== Segment start ==

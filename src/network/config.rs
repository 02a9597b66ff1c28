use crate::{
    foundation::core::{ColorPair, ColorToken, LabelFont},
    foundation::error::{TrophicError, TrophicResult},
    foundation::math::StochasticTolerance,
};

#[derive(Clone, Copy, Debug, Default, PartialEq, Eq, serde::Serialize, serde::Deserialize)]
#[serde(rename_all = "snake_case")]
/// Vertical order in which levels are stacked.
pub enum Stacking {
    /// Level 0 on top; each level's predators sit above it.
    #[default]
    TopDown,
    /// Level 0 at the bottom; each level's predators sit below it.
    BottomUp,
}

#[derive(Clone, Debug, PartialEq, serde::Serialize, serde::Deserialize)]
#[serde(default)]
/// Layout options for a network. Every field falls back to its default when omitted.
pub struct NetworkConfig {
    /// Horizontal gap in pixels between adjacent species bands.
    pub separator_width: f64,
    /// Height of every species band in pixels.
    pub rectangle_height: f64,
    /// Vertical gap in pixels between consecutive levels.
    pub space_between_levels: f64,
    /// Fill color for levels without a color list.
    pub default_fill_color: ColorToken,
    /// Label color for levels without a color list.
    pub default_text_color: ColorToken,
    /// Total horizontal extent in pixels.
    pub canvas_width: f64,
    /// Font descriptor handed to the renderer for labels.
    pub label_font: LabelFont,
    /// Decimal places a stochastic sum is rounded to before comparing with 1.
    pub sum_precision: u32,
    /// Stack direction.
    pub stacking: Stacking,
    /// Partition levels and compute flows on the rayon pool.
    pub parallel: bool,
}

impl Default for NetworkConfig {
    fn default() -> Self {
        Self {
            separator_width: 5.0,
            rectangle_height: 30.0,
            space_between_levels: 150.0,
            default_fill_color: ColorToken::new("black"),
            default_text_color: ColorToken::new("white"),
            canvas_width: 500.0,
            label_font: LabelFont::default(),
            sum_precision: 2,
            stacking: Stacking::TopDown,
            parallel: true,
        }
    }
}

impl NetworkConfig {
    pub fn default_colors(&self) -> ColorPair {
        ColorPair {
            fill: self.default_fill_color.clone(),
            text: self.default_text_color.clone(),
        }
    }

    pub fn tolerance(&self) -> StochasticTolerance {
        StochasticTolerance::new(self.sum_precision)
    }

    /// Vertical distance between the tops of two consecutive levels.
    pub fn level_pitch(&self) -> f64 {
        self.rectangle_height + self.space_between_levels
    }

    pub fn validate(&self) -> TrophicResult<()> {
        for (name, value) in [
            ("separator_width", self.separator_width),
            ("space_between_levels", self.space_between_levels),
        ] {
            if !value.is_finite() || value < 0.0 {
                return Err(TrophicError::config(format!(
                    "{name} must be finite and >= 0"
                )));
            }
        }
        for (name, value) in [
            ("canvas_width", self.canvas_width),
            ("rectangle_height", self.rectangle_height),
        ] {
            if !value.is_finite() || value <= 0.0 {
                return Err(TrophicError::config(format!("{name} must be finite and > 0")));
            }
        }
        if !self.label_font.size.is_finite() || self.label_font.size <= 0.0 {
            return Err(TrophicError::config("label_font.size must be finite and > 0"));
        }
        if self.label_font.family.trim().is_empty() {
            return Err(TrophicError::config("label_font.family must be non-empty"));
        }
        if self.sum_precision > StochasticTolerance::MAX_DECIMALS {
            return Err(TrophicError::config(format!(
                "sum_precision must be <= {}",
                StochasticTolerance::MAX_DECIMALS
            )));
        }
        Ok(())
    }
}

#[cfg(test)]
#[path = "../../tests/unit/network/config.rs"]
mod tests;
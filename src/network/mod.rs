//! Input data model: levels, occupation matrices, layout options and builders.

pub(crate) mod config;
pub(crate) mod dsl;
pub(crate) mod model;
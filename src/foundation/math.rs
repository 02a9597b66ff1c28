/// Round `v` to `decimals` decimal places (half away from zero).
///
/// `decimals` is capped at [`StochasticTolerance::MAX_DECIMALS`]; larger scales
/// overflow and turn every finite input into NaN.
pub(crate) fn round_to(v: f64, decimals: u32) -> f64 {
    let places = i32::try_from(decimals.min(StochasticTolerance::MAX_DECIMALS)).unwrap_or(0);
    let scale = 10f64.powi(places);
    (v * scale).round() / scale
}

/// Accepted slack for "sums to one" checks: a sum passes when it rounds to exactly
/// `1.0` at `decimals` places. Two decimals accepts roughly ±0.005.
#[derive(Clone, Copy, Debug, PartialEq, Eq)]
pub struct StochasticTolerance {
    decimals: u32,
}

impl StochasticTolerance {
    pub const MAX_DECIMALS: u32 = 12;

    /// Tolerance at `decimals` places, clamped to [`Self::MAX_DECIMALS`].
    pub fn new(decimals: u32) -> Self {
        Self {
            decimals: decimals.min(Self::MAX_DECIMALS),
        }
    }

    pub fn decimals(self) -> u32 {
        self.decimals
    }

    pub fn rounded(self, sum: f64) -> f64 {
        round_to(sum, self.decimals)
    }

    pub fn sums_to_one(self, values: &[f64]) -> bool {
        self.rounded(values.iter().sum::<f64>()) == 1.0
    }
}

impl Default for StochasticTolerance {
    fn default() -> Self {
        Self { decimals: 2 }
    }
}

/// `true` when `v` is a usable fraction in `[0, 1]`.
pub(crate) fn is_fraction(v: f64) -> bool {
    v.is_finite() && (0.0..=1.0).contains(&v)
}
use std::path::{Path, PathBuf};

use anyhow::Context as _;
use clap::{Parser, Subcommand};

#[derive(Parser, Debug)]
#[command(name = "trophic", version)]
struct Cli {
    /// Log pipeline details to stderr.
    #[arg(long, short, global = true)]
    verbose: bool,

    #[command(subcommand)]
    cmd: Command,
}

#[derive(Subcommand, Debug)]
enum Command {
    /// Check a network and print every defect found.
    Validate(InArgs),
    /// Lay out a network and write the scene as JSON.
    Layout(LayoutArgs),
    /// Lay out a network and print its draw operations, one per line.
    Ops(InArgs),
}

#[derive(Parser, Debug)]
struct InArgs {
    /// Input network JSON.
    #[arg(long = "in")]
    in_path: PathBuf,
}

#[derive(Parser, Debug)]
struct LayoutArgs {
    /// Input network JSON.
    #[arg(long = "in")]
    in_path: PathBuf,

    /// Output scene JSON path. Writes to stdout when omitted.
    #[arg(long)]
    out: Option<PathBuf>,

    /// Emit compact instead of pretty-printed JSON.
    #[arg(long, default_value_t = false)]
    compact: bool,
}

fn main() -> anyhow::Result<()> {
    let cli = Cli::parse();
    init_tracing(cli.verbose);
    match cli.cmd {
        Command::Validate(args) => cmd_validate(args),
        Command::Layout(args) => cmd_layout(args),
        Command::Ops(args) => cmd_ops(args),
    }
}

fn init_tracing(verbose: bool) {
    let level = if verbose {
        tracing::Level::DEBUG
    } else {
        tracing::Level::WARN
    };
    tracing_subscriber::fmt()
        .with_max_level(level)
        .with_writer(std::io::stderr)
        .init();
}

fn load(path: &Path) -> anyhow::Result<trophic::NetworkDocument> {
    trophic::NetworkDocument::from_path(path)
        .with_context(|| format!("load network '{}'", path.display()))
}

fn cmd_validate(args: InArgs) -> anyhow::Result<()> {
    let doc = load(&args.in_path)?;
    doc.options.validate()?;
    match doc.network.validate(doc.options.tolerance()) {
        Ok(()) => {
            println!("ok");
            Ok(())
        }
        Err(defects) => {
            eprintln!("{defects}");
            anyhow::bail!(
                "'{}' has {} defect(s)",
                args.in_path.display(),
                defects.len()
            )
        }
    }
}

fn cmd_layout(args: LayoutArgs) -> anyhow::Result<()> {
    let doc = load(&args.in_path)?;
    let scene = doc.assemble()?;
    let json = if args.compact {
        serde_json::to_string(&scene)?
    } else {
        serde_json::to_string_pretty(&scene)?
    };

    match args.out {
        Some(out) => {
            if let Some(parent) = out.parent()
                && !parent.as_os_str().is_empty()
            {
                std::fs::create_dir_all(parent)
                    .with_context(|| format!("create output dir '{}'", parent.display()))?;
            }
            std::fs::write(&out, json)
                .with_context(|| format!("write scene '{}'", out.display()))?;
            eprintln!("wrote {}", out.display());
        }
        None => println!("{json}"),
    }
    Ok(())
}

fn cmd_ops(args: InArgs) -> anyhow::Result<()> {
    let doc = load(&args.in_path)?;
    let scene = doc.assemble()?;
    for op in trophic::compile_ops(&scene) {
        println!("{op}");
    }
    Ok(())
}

== Segment end ==

→ WORK ITEM
Whenever a line in the entries holds the word "Serialize", copy that line.

→ RESULT FOR THIS TASK
#[derive(Clone, Copy, Debug, Default, PartialEq, Eq, serde::Serialize, serde::Deserialize)]
#[derive(Clone, Debug, PartialEq, serde::Serialize, serde::Deserialize)]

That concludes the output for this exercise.